While early predictions on AI projected that the bull run would persist for years, other analysts think that it is a bubble that will burst — but it will continue to inflate until then.
If this judgement is correct and an asset price bubble is developing around AI, as it has around earlier breakthrough technologies, it is likely to expand further before bursting. And it will burst. Bubbles come and go in markets; it’s an unavoidable fact.
While the AI market fever has been compared to the 2000s dot-com bubble, some have denied the comparison, pointing out that today’s AI beneficiaries are nowhere near as expensive as their early internet equivalents.
I believe we will continue to see excellent earnings growth; nevertheless, market euphoria may outrun earnings growth.
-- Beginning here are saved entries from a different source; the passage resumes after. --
//! PM Relay Hub server library.
//! This crate exposes internal modules for integration testing.
//! The binary entry point is in main.rs.

pub mod blocklist;
pub mod config;
pub mod correlate;
pub mod counters;
pub mod dispatch;
pub mod fraud;
pub mod platform;
pub mod registry;
pub mod routes;
pub mod state;
pub mod store;
pub mod telegram;
pub mod verify;
//! Platform bot webhook: admin dashboard callbacks, the platform welcome,
//! and new-route registration from a pasted bot credential.

use axum::{
    extract::State,
    http::{HeaderMap, StatusCode},
    Json,
};

use super::{internal_error, secret_header_matches, texts, ACK};
use crate::counters;
use crate::platform;
use crate::registry::{self, RegisterError};
use crate::state::AppState;
use crate::store::keys;
use crate::telegram::{CallbackQuery, Message, MessageOptions, Update};

/// POST /endpoint — webhook for the platform's own bot.
pub async fn webhook(
    State(state): State<AppState>,
    headers: HeaderMap,
    Json(update): Json<Update>,
) -> Result<&'static str, (StatusCode, String)> {
    if !secret_header_matches(&headers, &state.config.bot_secret) {
        return Err((StatusCode::FORBIDDEN, "Unauthorized".to_string()));
    }

    if let Some(cq) = update.callback_query {
        handle_admin_callback(&state, cq).await?;
        return Ok(ACK);
    }

    let Some(msg) = update.message else {
        return Ok(ACK);
    };
    handle_message(&state, msg).await?;
    Ok(ACK)
}

/// Dashboard button presses. Every admin action is a read-modify-write of
/// the settings singleton followed by an in-place dashboard re-render.
async fn handle_admin_callback(
    state: &AppState,
    cq: CallbackQuery,
) -> Result<(), (StatusCode, String)> {
    let token = &state.config.bot_token;
    let Some(dashboard_msg) = cq.message else {
        return Ok(());
    };
    let chat_id = dashboard_msg.chat.id;

    if chat_id != state.config.admin_id {
        if let Err(e) = state
            .telegram
            .answer_callback_query(token, &cq.id, Some("Not allowed"), true)
            .await
        {
            tracing::debug!("Callback ack failed: {}", e);
        }
        return Ok(());
    }

    let store = state.store.as_ref();
    let mut config = platform::load(store).await.map_err(internal_error)?;
    let data = cq.data.as_deref().unwrap_or("");

    let ack_text = if data == texts::CB_ADMIN_TOGGLE_ACCESS {
        config.enable_new_users = !config.enable_new_users;
        platform::save(store, &config).await.map_err(internal_error)?;
        render_dashboard(state, chat_id, dashboard_msg.message_id, &config).await;
        Some(if config.enable_new_users {
            "Registrations opened"
        } else {
            "Registrations closed"
        })
    } else if data == texts::CB_ADMIN_TTL_MENU {
        let (text, markup) = texts::ttl_menu(config.verify_ttl);
        edit_in_place(state, chat_id, dashboard_msg.message_id, &text, markup).await;
        None
    } else if let Some(days) = data
        .strip_prefix(texts::CB_ADMIN_SET_TTL_PREFIX)
        .and_then(|d| d.parse::<u64>().ok())
    {
        config.verify_ttl = days * 24 * 60 * 60;
        platform::save(store, &config).await.map_err(internal_error)?;
        render_dashboard(state, chat_id, dashboard_msg.message_id, &config).await;
        Some("Setting updated")
    } else if data == texts::CB_ADMIN_REFRESH {
        render_dashboard(state, chat_id, dashboard_msg.message_id, &config).await;
        Some("Refreshed")
    } else {
        None
    };

    if let Err(e) = state
        .telegram
        .answer_callback_query(token, &cq.id, ack_text, false)
        .await
    {
        tracing::debug!("Callback ack failed: {}", e);
    }
    Ok(())
}

async fn render_dashboard(
    state: &AppState,
    chat_id: i64,
    message_id: i64,
    config: &platform::PlatformConfig,
) {
    let total = counters::read(state.store.as_ref(), keys::TOTAL_ROUTES)
        .await
        .unwrap_or(0);
    let (text, markup) = texts::dashboard(config, total);
    edit_in_place(state, chat_id, message_id, &text, markup).await;
}

async fn edit_in_place(
    state: &AppState,
    chat_id: i64,
    message_id: i64,
    text: &str,
    markup: crate::telegram::InlineKeyboardMarkup,
) {
    if let Err(e) = state
        .telegram
        .edit_message_text(
            &state.config.bot_token,
            chat_id,
            message_id,
            text,
            MessageOptions::markdown().with_markup(markup),
        )
        .await
    {
        // Telegram rejects no-op edits of identical content; harmless.
        tracing::debug!("Dashboard edit failed: {}", e);
    }
}

async fn handle_message(state: &AppState, msg: Message) -> Result<(), (StatusCode, String)> {
    let token = &state.config.bot_token;
    let chat_id = msg.chat.id;
    let text = msg.text_or_empty().to_string();

    if text == "/start" {
        if chat_id == state.config.admin_id {
            let config = platform::load(state.store.as_ref())
                .await
                .map_err(internal_error)?;
            let total = counters::read(state.store.as_ref(), keys::TOTAL_ROUTES)
                .await
                .map_err(internal_error)?;
            let (dash_text, markup) = texts::dashboard(&config, total);
            send(state, token, chat_id, &dash_text, Some(markup)).await;
        } else {
            send(state, token, chat_id, texts::PLATFORM_WELCOME, None).await;
        }
        return Ok(());
    }

    if registry::looks_like_bot_credential(&text) {
        handle_registration(state, chat_id, text.trim()).await?;
    }

    // Anything else is ignored; the platform bot is not a chat partner.
    Ok(())
}

async fn handle_registration(
    state: &AppState,
    chat_id: i64,
    candidate_token: &str,
) -> Result<(), (StatusCode, String)> {
    let token = &state.config.bot_token;

    let config = platform::load(state.store.as_ref())
        .await
        .map_err(internal_error)?;
    if !config.enable_new_users && chat_id != state.config.admin_id {
        send(state, token, chat_id, texts::REGISTRATION_CLOSED, None).await;
        return Ok(());
    }

    send(state, token, chat_id, texts::REGISTRATION_IN_PROGRESS, None).await;

    let registered = match registry::register(
        &state.store,
        &state.telegram,
        candidate_token,
        chat_id,
        &state.config.public_url,
    )
    .await
    {
        Ok(registered) => registered,
        Err(RegisterError::InvalidCredential) => {
            send(state, token, chat_id, texts::REGISTRATION_INVALID_TOKEN, None).await;
            return Ok(());
        }
        Err(RegisterError::RegistrationFailed(description)) => {
            send(
                state,
                token,
                chat_id,
                &texts::registration_failed(&description),
                None,
            )
            .await;
            return Ok(());
        }
        Err(RegisterError::Upstream(e)) => {
            tracing::warn!("Registration upstream failure for owner {}: {}", chat_id, e);
            send(
                state,
                token,
                chat_id,
                &texts::registration_failed("upstream unreachable"),
                None,
            )
            .await;
            return Ok(());
        }
        Err(RegisterError::Store(e)) => return Err(internal_error(e)),
    };

    send(
        state,
        token,
        chat_id,
        &texts::registration_success(&registered.bot_username),
        None,
    )
    .await;

    // Courtesy: the owner's usage guide, sent through their brand-new bot.
    // Fails until the owner has opened a chat with it, which is fine.
    if let Err(e) = state
        .telegram
        .send_message(
            candidate_token,
            chat_id,
            texts::OWNER_HELP,
            MessageOptions::markdown(),
        )
        .await
    {
        tracing::debug!("First help message via new bot failed: {}", e);
    }

    Ok(())
}

/// Markdown send with failures logged, not propagated. User-facing progress
/// messages must never fail the webhook.
async fn send(
    state: &AppState,
    token: &str,
    chat_id: i64,
    text: &str,
    markup: Option<crate::telegram::InlineKeyboardMarkup>,
) {
    let mut options = MessageOptions::markdown();
    if let Some(markup) = markup {
        options = options.with_markup(markup);
    }
    if let Err(e) = state.telegram.send_message(token, chat_id, text, options).await {
        tracing::warn!("sendMessage to {} failed: {}", chat_id, e);
    }
}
In other words, the market is overly optimistic about AI at this point.
While investors have poured money into the technology with the expectation that it will lead to a significant increase in productivity in the coming years, the firm’s report predicts that those benefits will not be realised until the end of the decade.
What appears to be happening is that AI is following the Gartner Hype Cycle, which shows how perceptions of the impact of new technology change over time. Investors must be nearing the peak of their exaggerated expectations, at least in terms of AI’s macroeconomic influence.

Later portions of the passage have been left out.